This work addresses the limitation of existing short-video recommendation models, which treat videos as monolithic units and thus fail to capture users’ fine-grained preferences toward internal segments. To overcome this, the authors propose an action-aware generative sequential recommendation framework that uniquely integrates fine-grained user action temporal patterns with contextual features. The approach employs a context-aware attention module (CAM), a hierarchical sequential encoder (HSE), and an action-sequence autoregressive generator (AAG) to enable unified modeling of user behavior dynamics. Online A/B experiments demonstrate significant improvements in user engagement: watch time increases by 0.34%, interaction rate rises by 8.1%, and seven-day retention improves by 0.162%. The system has been fully deployed and currently serves over 400 million users.

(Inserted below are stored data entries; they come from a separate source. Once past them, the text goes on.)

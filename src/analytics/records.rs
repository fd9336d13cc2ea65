//! Database queries for the sale records the analytics charts are built from.
//!
//! Records are a flattened view of sales (or their line items) containing
//! only what the aggregation needs: the day, the amount, the quantity and
//! the campaign or product the sale is attributed to.

use rusqlite::{Connection, params_from_iter};
use time::Date;

use crate::{Error, analytics::range::DateWindow};

/// One observed sale event.
#[derive(Debug, Clone, PartialEq)]
pub struct SaleRecord {
    pub date: Date,
    /// Money taken, in currency units.
    pub amount: f64,
    /// Units sold, at least 1.
    pub quantity: u64,
    /// Campaign ID or product ID, depending on the query.
    /// `None` if the sale is not attributed to one.
    pub dimension_key: Option<String>,
}

/// Gets one record per sale in `window`, keyed by the campaign the sale is
/// attributed to.
///
/// Each sale counts as a quantity of 1. Records are ordered by date and
/// then by order ID.
///
/// # Errors
/// Returns [Error::SqlError] if the SQL query fails.
pub fn get_sale_records(
    window: &DateWindow,
    connection: &Connection,
) -> Result<Vec<SaleRecord>, Error> {
    let (filter, params) = window_filter("date_created", window);
    let query = format!(
        "SELECT date_created, order_total, campaign_id
        FROM sale
        {filter}
        ORDER BY date_created ASC, id ASC"
    );

    let mut stmt = connection.prepare(&query)?;
    stmt.query_map(params_from_iter(params), |row| {
        Ok(SaleRecord {
            date: row.get(0)?,
            amount: row.get(1)?,
            quantity: 1,
            dimension_key: row.get(2)?,
        })
    })?
    .collect::<Result<Vec<SaleRecord>, rusqlite::Error>>()
    .map_err(|error| error.into())
}

/// Gets one record per sale line item in `window`, keyed by product ID.
///
/// The amount is `unit_price × quantity` and the date is the date of the
/// sale the item belongs to.
///
/// # Errors
/// Returns [Error::SqlError] if the SQL query fails.
pub fn get_sale_item_records(
    window: &DateWindow,
    connection: &Connection,
) -> Result<Vec<SaleRecord>, Error> {
    let (filter, params) = window_filter("s.date_created", window);
    let query = format!(
        "SELECT s.date_created, i.unit_price, i.quantity, i.product_id
        FROM sale_item i
        INNER JOIN sale s ON s.id = i.sale_id
        {filter}
        ORDER BY s.date_created ASC, s.id ASC, i.id ASC"
    );

    let mut stmt = connection.prepare(&query)?;
    stmt.query_map(params_from_iter(params), |row| {
        let unit_price: f64 = row.get(1)?;
        let quantity: i64 = row.get(2)?;
        let product_id: Option<i64> = row.get(3)?;

        Ok(SaleRecord {
            date: row.get(0)?,
            amount: unit_price * quantity as f64,
            quantity: quantity.max(1) as u64,
            dimension_key: product_id.map(|id| id.to_string()),
        })
    })?
    .collect::<Result<Vec<SaleRecord>, rusqlite::Error>>()
    .map_err(|error| error.into())
}

fn window_filter(column: &str, window: &DateWindow) -> (String, Vec<Date>) {
    match *window {
        DateWindow::Bounded { start, end } => {
            (format!("WHERE {column} BETWEEN ?1 AND ?2"), vec![start, end])
        }
        DateWindow::Unbounded => (String::new(), Vec::new()),
    }
}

With the rapid development of the Internet, users have increasingly higher expectations for the recommendation accuracy of online content consumption platforms. However, short videos often contain diverse segments, and users may not hold the same attitude toward all of them. Traditional binary-classification recommendation models, which treat a video as a single holistic entity, face limitations in accurately capturing such nuanced preferences. Considering that user consumption is a temporal process, this paper demonstrates that the timing of user actions can represent diverse intentions through statistical analysis and examination of action patterns. Based on this insight, we propose a novel modeling paradigm: Action-Aware Generative Sequence Network (A2Gen), which refines user actions along the temporal dimension and chains them into sequences for unified processing and prediction. First, we introduce the Context-aware Attention Module (CAM) to model action sequences enriched with item-specific contextual features. Building upon this, we develop the Hierarchical Sequence Encoder (HSE) to learn temporal action patterns from users' historical actions. Finally, through leveraging CAM, we design a module for action sequence generation: the Action-seq Autoregressive Generator (AAG). Extensive offline experiments on the Kuaishou's dataset and the Tmall public dataset demonstrate the superiority of our proposed model. Furthermore, through large-scale online A/B testing deployed on Kuaishou's platform, our model achieves significant improvements over baseline methods in multi-task prediction by leveraging sequential information. Specifically, it yields increases of 0.34% in user watch time, 8.1% in interaction rate, and 0.162% in overall user retention (LifeTime-7), leading to successful deployment across all traffic, serving over 400 million users every day.